#### [Assignment]
Report all lines in the records that hold the string "after".

━━━━━━━━━━━━━━━━━━━━

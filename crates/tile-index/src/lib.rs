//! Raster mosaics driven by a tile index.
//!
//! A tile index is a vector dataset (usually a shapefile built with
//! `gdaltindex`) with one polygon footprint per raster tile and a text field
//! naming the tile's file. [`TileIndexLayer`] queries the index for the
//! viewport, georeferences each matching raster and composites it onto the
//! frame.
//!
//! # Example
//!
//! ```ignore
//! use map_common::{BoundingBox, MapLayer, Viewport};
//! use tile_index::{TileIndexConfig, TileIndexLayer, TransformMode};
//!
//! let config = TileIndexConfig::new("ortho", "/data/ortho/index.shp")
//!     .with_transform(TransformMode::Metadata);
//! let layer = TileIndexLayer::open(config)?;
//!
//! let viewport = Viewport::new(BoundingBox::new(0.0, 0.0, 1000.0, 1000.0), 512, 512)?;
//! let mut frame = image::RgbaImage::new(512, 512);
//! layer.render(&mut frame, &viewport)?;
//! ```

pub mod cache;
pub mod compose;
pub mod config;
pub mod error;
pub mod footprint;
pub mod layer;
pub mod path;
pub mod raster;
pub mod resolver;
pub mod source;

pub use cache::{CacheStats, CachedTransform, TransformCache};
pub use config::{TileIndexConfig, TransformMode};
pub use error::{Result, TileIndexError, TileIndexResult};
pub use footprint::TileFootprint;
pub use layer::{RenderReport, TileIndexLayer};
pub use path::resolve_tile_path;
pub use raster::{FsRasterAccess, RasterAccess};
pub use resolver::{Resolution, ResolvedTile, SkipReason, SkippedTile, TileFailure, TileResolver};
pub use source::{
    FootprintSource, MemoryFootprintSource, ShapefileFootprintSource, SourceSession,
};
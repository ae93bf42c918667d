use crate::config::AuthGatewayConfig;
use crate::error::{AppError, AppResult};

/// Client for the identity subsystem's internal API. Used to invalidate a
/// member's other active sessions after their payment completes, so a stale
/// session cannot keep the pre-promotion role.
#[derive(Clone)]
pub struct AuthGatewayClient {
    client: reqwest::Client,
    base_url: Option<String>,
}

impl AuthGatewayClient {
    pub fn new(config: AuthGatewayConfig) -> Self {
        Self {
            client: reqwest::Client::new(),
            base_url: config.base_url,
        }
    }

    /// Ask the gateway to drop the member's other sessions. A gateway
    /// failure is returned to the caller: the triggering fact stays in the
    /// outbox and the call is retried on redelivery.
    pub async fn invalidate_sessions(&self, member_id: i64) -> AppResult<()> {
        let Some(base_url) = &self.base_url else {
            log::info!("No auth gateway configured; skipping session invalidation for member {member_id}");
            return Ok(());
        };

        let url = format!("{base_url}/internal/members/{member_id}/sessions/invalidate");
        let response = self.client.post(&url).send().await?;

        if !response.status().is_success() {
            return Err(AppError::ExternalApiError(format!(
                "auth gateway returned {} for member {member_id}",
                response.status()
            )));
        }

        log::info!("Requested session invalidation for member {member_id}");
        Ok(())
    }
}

━━━━━━━━━━━━━━━━━━━━

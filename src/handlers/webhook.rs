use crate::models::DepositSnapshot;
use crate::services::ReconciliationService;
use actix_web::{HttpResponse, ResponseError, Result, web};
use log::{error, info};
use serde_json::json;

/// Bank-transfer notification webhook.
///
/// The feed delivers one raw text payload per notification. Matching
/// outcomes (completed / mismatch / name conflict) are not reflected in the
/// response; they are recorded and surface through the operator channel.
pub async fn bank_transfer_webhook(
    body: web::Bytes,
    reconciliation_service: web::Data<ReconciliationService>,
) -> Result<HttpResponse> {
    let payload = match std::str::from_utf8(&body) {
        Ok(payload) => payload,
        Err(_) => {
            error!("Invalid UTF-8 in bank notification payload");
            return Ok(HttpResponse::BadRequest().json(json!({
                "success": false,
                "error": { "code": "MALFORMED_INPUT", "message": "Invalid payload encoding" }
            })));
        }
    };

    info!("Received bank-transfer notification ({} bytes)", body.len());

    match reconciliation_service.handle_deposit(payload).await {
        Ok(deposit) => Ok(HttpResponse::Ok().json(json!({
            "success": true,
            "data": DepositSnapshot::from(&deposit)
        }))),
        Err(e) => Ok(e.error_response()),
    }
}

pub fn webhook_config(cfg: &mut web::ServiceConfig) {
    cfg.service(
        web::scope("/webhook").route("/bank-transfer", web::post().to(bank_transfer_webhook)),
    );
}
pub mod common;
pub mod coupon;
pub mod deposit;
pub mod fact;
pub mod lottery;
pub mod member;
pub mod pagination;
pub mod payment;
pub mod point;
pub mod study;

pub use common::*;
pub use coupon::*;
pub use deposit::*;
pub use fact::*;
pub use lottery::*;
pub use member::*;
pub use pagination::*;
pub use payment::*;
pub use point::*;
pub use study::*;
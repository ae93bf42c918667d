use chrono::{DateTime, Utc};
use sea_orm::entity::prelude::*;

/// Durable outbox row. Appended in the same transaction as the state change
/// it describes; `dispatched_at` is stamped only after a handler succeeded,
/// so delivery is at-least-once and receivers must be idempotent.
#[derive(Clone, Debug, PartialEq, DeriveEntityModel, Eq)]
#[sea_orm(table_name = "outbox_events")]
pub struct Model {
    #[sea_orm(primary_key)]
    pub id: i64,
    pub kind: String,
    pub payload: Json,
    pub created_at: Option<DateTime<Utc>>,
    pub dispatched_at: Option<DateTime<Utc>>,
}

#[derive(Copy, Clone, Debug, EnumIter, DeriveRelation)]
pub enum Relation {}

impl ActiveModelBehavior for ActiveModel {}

━━━━━━━━━━━━━━━━━━━━

#### [Result of this task]
/// member's other active sessions after their payment completes, so a stale
/// it describes; `dispatched_at` is stamped only after a handler succeeded,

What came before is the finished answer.